Of course, there are no guarantees that any such thing will happen. Thus, stocks could break to new lows just as easily as they could make a huge move up over the next few days. But that's the bet at the moment. And they may be right. Thus, as traders, we must be ready to adjust. All of which makes it worthwhile to explore the stakes for investors as this completely unpredictable situation develops.

Meanwhile, as I discuss in detail below, the New York Stock Exchange Advance Decline line (NYAD) may have delivered a bullish technical divergence. So, what's the bottom line? If that was the bottom, it may be time to buy once again.
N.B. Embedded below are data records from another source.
//! Task model definition and related functionality.

use jiff::Timestamp;
#[cfg(feature = "schema")]
use schemars::JsonSchema;
use serde::{Deserialize, Serialize};

use super::TaskStatus;

/// Represents a single tracked task.
///
/// Field names serialize in camelCase so the persisted document reads
/// `createdAt`, `relatedFiles`, `implementationGuide` and so on.
#[derive(Debug, Clone, Serialize, Deserialize, PartialEq)]
#[serde(rename_all = "camelCase")]
pub struct Task {
    /// Unique identifier for the task (UUID v4)
    pub id: String,

    /// Short label, unique within one batch
    pub name: String,

    /// Detailed description including implementation points
    #[serde(default)]
    pub description: String,

    /// Supplementary notes or special handling requirements
    #[serde(default, skip_serializing_if = "Option::is_none")]
    pub notes: Option<String>,

    /// Current status of the task
    #[serde(default)]
    pub status: TaskStatus,

    /// Tasks that must be completed before this one
    #[serde(default)]
    pub dependencies: Vec<TaskDependency>,

    /// Timestamp when the task was created (UTC)
    #[serde(default = "Timestamp::now", deserialize_with = "lenient::timestamp")]
    pub created_at: Timestamp,

    /// Timestamp when the task was last modified (UTC)
    #[serde(default = "Timestamp::now", deserialize_with = "lenient::timestamp")]
    pub updated_at: Timestamp,

    /// Timestamp when the task was completed (UTC)
    #[serde(
        default,
        deserialize_with = "lenient::optional_timestamp",
        skip_serializing_if = "Option::is_none"
    )]
    pub completed_at: Option<Timestamp>,

    /// Completion summary, recorded when the task is verified
    #[serde(default, skip_serializing_if = "Option::is_none")]
    pub summary: Option<String>,

    /// Files touched or consulted by the task
    #[serde(default, skip_serializing_if = "Vec::is_empty")]
    pub related_files: Vec<RelatedFile>,

    /// Shared analysis result stamped by the batch that produced the task
    #[serde(default, skip_serializing_if = "Option::is_none")]
    pub analysis_result: Option<String>,

    /// Concrete implementation guide for the task
    #[serde(default, skip_serializing_if = "Option::is_none")]
    pub implementation_guide: Option<String>,

    /// Verification criteria and acceptance checks
    #[serde(default, skip_serializing_if = "Option::is_none")]
    pub verification_criteria: Option<String>,
}

impl Task {
    /// Creates a new pending task with a fresh UUID v4 identifier.
    pub fn new(name: impl Into<String>, description: impl Into<String>, now: Timestamp) -> Self {
        Self {
            id: uuid::Uuid::new_v4().to_string(),
            name: name.into(),
            description: description.into(),
            notes: None,
            status: TaskStatus::Pending,
            dependencies: Vec::new(),
            created_at: now,
            updated_at: now,
            completed_at: None,
            summary: None,
            related_files: Vec::new(),
            analysis_result: None,
            implementation_guide: None,
            verification_criteria: None,
        }
    }

    /// Whether the task has reached the completed status.
    pub fn is_completed(&self) -> bool {
        self.status == TaskStatus::Completed
    }

    /// Whether this task lists `task_id` among its dependencies.
    pub fn depends_on(&self, task_id: &str) -> bool {
        self.dependencies.iter().any(|dep| dep.task_id == task_id)
    }
}

/// A link to a prerequisite task.
#[derive(Debug, Clone, Serialize, Deserialize, PartialEq, Eq, Hash)]
#[serde(rename_all = "camelCase")]
pub struct TaskDependency {
    /// Identifier of the task that must complete first
    pub task_id: String,
}

impl TaskDependency {
    pub fn new(task_id: impl Into<String>) -> Self {
        Self {
            task_id: task_id.into(),
        }
    }
}

/// Relationship between a file and a task.
#[derive(Debug, Clone, Copy, Serialize, Deserialize, PartialEq, Eq)]
#[cfg_attr(feature = "schema", derive(JsonSchema))]
#[serde(rename_all = "SCREAMING_SNAKE_CASE")]
pub enum RelatedFileType {
    /// File the task needs to modify
    ToModify,
    /// Reference material for the task
    Reference,
    /// File the task will create
    Create,
    /// Component or library the task depends on
    Dependency,
    /// Anything else
    Other,
}

impl RelatedFileType {
    pub fn as_str(&self) -> &'static str {
        match self {
            RelatedFileType::ToModify => "TO_MODIFY",
            RelatedFileType::Reference => "REFERENCE",
            RelatedFileType::Create => "CREATE",
            RelatedFileType::Dependency => "DEPENDENCY",
            RelatedFileType::Other => "OTHER",
        }
    }
}

/// A file associated with a task, optionally narrowed to a line range.
#[derive(Debug, Clone, Serialize, Deserialize, PartialEq)]
#[cfg_attr(feature = "schema", derive(JsonSchema))]
#[serde(rename_all = "camelCase")]
pub struct RelatedFile {
    /// Path relative to the project root, or absolute
    pub path: String,
    /// How the file relates to the task
    #[serde(rename = "type")]
    pub file_type: RelatedFileType,
    /// What the file is for
    #[serde(default, skip_serializing_if = "Option::is_none")]
    pub description: Option<String>,
    /// First line of the relevant block
    #[serde(default, skip_serializing_if = "Option::is_none")]
    pub line_start: Option<u32>,
    /// Last line of the relevant block
    #[serde(default, skip_serializing_if = "Option::is_none")]
    pub line_end: Option<u32>,
}

impl RelatedFile {
    /// Checks that a line range, if any, is complete and ordered.
    pub fn validate(&self) -> crate::Result<()> {
        match (self.line_start, self.line_end) {
            (None, None) => Ok(()),
            (Some(start), Some(end)) if start <= end => Ok(()),
            (Some(_), Some(_)) => Err(crate::WaypointError::invalid_input("relatedFiles")
                .with_reason(format!(
                    "'{}': lineStart must not be greater than lineEnd",
                    self.path
                ))),
            _ => Err(crate::WaypointError::invalid_input("relatedFiles").with_reason(
                format!(
                    "'{}': lineStart and lineEnd must be set together",
                    self.path
                ),
            )),
        }
    }
}

/// Timestamp parsing that never fails the whole document.
///
/// Missing or unparseable creation/update stamps become "now"; an unparseable
/// completion stamp is dropped.
mod lenient {
    use jiff::Timestamp;
    use serde::{Deserialize, Deserializer};
    use serde_json::Value;

    pub(super) fn timestamp<'de, D>(deserializer: D) -> Result<Timestamp, D::Error>
    where
        D: Deserializer<'de>,
    {
        let raw = Option::<Value>::deserialize(deserializer)?;
        Ok(raw.as_ref().and_then(parse).unwrap_or_else(Timestamp::now))
    }

    pub(super) fn optional_timestamp<'de, D>(
        deserializer: D,
    ) -> Result<Option<Timestamp>, D::Error>
    where
        D: Deserializer<'de>,
    {
        let raw = Option::<Value>::deserialize(deserializer)?;
        Ok(raw.as_ref().and_then(parse))
    }

    fn parse(value: &Value) -> Option<Timestamp> {
        match value {
            Value::String(s) => s.parse::<Timestamp>().ok(),
            // Epoch milliseconds
            Value::Number(n) => n.as_i64().and_then(|ms| Timestamp::from_millisecond(ms).ok()),
            _ => None,
        }
    }
}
We should know more in the next few days for sure.

Getting Up to Speed

A recap of what the Fed seems to be trying to do is in order.

The short version is that the gang at the Eckles Building is has been talking stock prices down before they raise interest rates so that they have to deliver fewer rate hikes. In other words, the Fed doesn't want a deep recession – more like a time-out in the economy. Their concern, and it is valid, is that, since the stock market is the lifeline for those people who spend money and keep the economy afloat (the MELA system), a deep flesh wound to the pocketbook will suffice.

For those unfamiliar with the MELA acronym, M is for markets, E is for Economy, L is for life decisions and A is for algos. When the stock market is rising, the economy tends to rise as people make decisions to spend money. The algos, the artificial intelligence that is everywhere, just accentuate the trend.

Unfortunately, MELA's spending habits are so tied to the stock market, that even a modest pullback can trigger a larger-than-hoped-for slowing for the economy as this subset of the population, which depends on the status of their 401 (k) plans, their IRAs and their trading accounts (Bitcoin included), is quick to adjust. That's because the MELA crowd is well plugged into the markets, but is also in debt. Still, as long as the market's rising, debt is just a part of the financial plan.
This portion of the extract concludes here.